Family tradition is at the very heart of Robson's Christmas Trees, a cut-your-own tree farm located in Bovina, NY. The Robson family has been growing Christmas trees since the 1950s, providing their neighbors and visitors a place to start and maintain their own family tradition.
In the video clip above, Gary and MJ Robson talk about the rewards of running a small family farm -- and about how Pure Catskills has helped them connect with the market for local, sustainably-raised farm products.
Gary: My grandfather had a large farm down the valley and had bought this land, in I think the mid to late 40s. And, many of the fields were open at that time. So, my parents began planting Christmas trees in the 50s.
The New York State Conservation Department had programs where evergreen seedlings were quite inexpensive, and they were promoting the planting of trees for lumber and wildlife and Christmas trees. So, my parents were planting thousands of trees a year.

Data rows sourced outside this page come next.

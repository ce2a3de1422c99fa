//! Feature descriptors attached to a park (bowls, rails, lighting, ...).

use serde::{Deserialize, Serialize};

/// Bucket used for features without a category.
pub const OTHER_CATEGORY: &str = "Other";

/// A tagged amenity or obstacle descriptor owned by the remote source.
#[derive(Debug, Clone, PartialEq, Eq, Serialize, Deserialize)]
pub struct FeatureRef {
    pub id: Option<i64>,
    pub name: String,
    pub feature_type: Option<String>,
    pub category: Option<String>,
}

impl FeatureRef {
    /// Category name, or [`OTHER_CATEGORY`] when missing or blank.
    #[must_use]
    pub fn category_or_other(&self) -> &str {
        self.category
            .as_deref()
            .map(str::trim)
            .filter(|c| !c.is_empty())
            .unwrap_or(OTHER_CATEGORY)
    }

    /// `"name (type)"`, or just the name when the type is missing.
    #[must_use]
    pub fn label(&self) -> String {
        match self.feature_type.as_deref() {
            Some(kind) if !kind.is_empty() => format!("{} ({kind})", self.name),
            _ => self.name.clone(),
        }
    }
}

/// Groups features by category, keeping categories in first-appearance order and
/// features in their original order within each category.
///
/// # Examples
///
/// ```
/// use skatemap::domain::{group_by_category, FeatureRef};
///
/// let features = vec![
///     FeatureRef { id: Some(1), name: "Bowl".into(), feature_type: None, category: Some("Transition".into()) },
///     FeatureRef { id: Some(2), name: "Bench".into(), feature_type: None, category: None },
/// ];
/// let groups = group_by_category(&features);
/// assert_eq!(groups[0].0, "Transition");
/// assert_eq!(groups[1].0, "Other");
/// ```
#[must_use]
pub fn group_by_category(features: &[FeatureRef]) -> Vec<(String, Vec<FeatureRef>)> {
    let mut groups: Vec<(String, Vec<FeatureRef>)> = Vec::new();
    for feature in features {
        let category = feature.category_or_other();
        match groups.iter_mut().find(|(name, _)| name == category) {
            Some((_, members)) => members.push(feature.clone()),
            None => groups.push((category.to_string(), vec![feature.clone()])),
        }
    }
    groups
}
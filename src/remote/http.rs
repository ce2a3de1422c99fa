//! HTTP implementation of [`RemoteSource`].

use super::backend::RemoteSource;
use super::wire::{decode_collection, decode_created, error_message, WireDraft};
use crate::domain::{LocationRecord, NewLocationRecord, Result, SkatemapError};
use crate::fetch::TraceContext;
use std::time::Duration;
use tracing::Instrument;

/// Remote source reached over HTTP with JSON bodies.
#[derive(Debug, Clone)]
pub struct HttpSource {
    client: reqwest::Client,
    records_url: String,
    create_url: String,
}

impl HttpSource {
    /// Creates a source rooted at `base_url`.
    ///
    /// # Errors
    ///
    /// Returns [`SkatemapError::Config`] if the HTTP client cannot be built.
    pub fn new(base_url: &str, records_path: &str, create_path: &str, timeout: Duration) -> Result<Self> {
        let client = reqwest::Client::builder()
            .timeout(timeout)
            .build()
            .map_err(|e| SkatemapError::Config(format!("failed to build HTTP client: {e}")))?;

        let base = base_url.trim_end_matches('/');
        Ok(Self {
            client,
            records_url: format!("{base}{records_path}"),
            create_url: format!("{base}{create_path}"),
        })
    }

    #[must_use]
    pub fn records_url(&self) -> &str {
        &self.records_url
    }

    #[must_use]
    pub fn create_url(&self) -> &str {
        &self.create_url
    }

    fn with_trace_header(request: reqwest::RequestBuilder) -> reqwest::RequestBuilder {
        match TraceContext::from_current() {
            Some(context) => request.header("traceparent", context.traceparent()),
            None => request,
        }
    }

    async fn read_body(response: reqwest::Response) -> Result<String> {
        let status = response.status();
        let body = response
            .text()
            .await
            .map_err(|e| SkatemapError::Network(format!("failed to read response body: {e}")))?;

        if !status.is_success() {
            let message = error_message(&body).unwrap_or_else(|| format!("server responded with {status}"));
            tracing::warn!(%status, %message, "remote source returned an error status");
            return Err(SkatemapError::Network(message));
        }
        Ok(body)
    }
}

#[async_trait::async_trait]
impl RemoteSource for HttpSource {
    async fn fetch_all(&self) -> Result<Vec<LocationRecord>> {
        let span = tracing::debug_span!("http_fetch_all", url = %self.records_url);
        async {
            let response = Self::with_trace_header(self.client.get(&self.records_url))
                .send()
                .await
                .map_err(|e| SkatemapError::Network(e.to_string()))?;
            let body = Self::read_body(response).await?;
            decode_collection(&body)
        }
        .instrument(span)
        .await
    }

    async fn submit(&self, draft: &NewLocationRecord) -> Result<LocationRecord> {
        let span = tracing::debug_span!("http_submit", url = %self.create_url, name = %draft.name);
        async {
            let today = chrono::Local::now().date_naive();
            let response = Self::with_trace_header(self.client.post(&self.create_url))
                .json(&WireDraft::new(draft, today))
                .send()
                .await
                .map_err(|e| SkatemapError::Network(e.to_string()))?;
            let body = Self::read_body(response).await?;
            decode_created(&body)
        }
        .instrument(span)
        .await
    }
}

#[cfg(test)]
mod tests {
    use super::*;

    #[test]
    fn urls_join_without_double_slashes() {
        let source = HttpSource::new(
            "http://localhost:3000/",
            "/api/skateparks",
            "/api/skateparks/addpark",
            Duration::from_secs(5),
        )
        .expect("client builds");
        assert_eq!(source.records_url(), "http://localhost:3000/api/skateparks");
        assert_eq!(source.create_url(), "http://localhost:3000/api/skateparks/addpark");
    }
}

The plan was to sell all of them, of course, but there wasn't a large market for thousands and thousands of Christmas trees, so they sold fifty a year or a hundred a year.
MJ: They had somebody else trimming them, and for a great deal of it, selling them also.
Gary: In the early 70s, we built the cabin that we lived in with the logs from that, and then we began planting trees in '83. It's maybe 8 to 12 years after you plant before you can sell trees. So, probably by the mid-90s we were selling trees again.
MJ: We got more and more away from any kind of retail situation, and more and more into having this more as a place for families to come and pick out their tree and have a fun day.
Gary: We don't wholesale trees -- that's a completely different operation, where you have to produce huge amounts of trees and then deal with the markets in the city and the trucking. So we seem to have fine-tuned how many we sell, because you still want to have seven- and eight-foot trees for the next year also.
The prices range from $20 to $50. The majority are $30 to $40, which we think is quite reasonable, considering the quality of the tree and that they're fir trees.
We advertise in some papers, but we don't have a website. Because of our involvement with Pure Catskills, if people search, they come to the Pure Catskills website, and then our information is on there and they can find us that way.
MJ: People are impressed when they see that you're a member of Pure Catskills.
Gary: The Watershed Agricultural Council helped us with a forestry plan, and paid for a forester to develop a long-term plan for maintaining our forest land and helping with a logging operation.
MJ: We wanted to do something so that keeping the land intact wasn't a drain on our personal finances.
Gary: There's an old saying around that the last crop is houses. We've enjoyed keeping the fields for agriculture rather than selling them into building lots.
Pure Catskills is a regional, buy local campaign developed by the Watershed Agricultural Council.